(STORED DATA)

//! Charter core types shared by every crate in the workspace.
//!
//! Nothing in here talks to the network: the desired spec, the physical id codec,
//! the resume token and its stages, the diagnostics trail, the error taxonomy and
//! the environment-driven settings.

#![forbid(unsafe_code)]

pub mod diagnostics;
pub mod error;
pub mod id;
pub mod settings;
pub mod spec;
pub mod token;

pub use diagnostics::Diagnostics;
pub use error::{Component, Error};
pub use id::PhysicalId;
pub use settings::Settings;
pub use spec::{Locator, NetworkIsolation, ReleaseSpec};
pub use token::{ResumeToken, Stage};

pub mod prelude {
    pub use super::{
        Component, Diagnostics, Error, Locator, NetworkIsolation, PhysicalId, ReleaseSpec, ResumeToken, Settings,
        Stage,
    };
}

/// Namespace used when the spec leaves it out.
pub const DEFAULT_NAMESPACE: &str = "default";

(End STORED DATA)

GOAL OF THE EXERCISE:
Your reply should contain every record, unchanged and complete.

RESULT OF THE TASK:
//! Charter core types shared by every crate in the workspace.
//!
//! Nothing in here talks to the network: the desired spec, the physical id codec,
//! the resume token and its stages, the diagnostics trail, the error taxonomy and
//! the environment-driven settings.

#![forbid(unsafe_code)]

pub mod diagnostics;
pub mod error;
pub mod id;
pub mod settings;
pub mod spec;
pub mod token;

pub use diagnostics::Diagnostics;
pub use error::{Component, Error};
pub use id::PhysicalId;
pub use settings::Settings;
pub use spec::{Locator, NetworkIsolation, ReleaseSpec};
pub use token::{ResumeToken, Stage};

pub mod prelude {
    pub use super::{
        Component, Diagnostics, Error, Locator, NetworkIsolation, PhysicalId, ReleaseSpec, ResumeToken, Settings,
        Stage,
    };
}

/// Namespace used when the spec leaves it out.
pub const DEFAULT_NAMESPACE: &str = "default";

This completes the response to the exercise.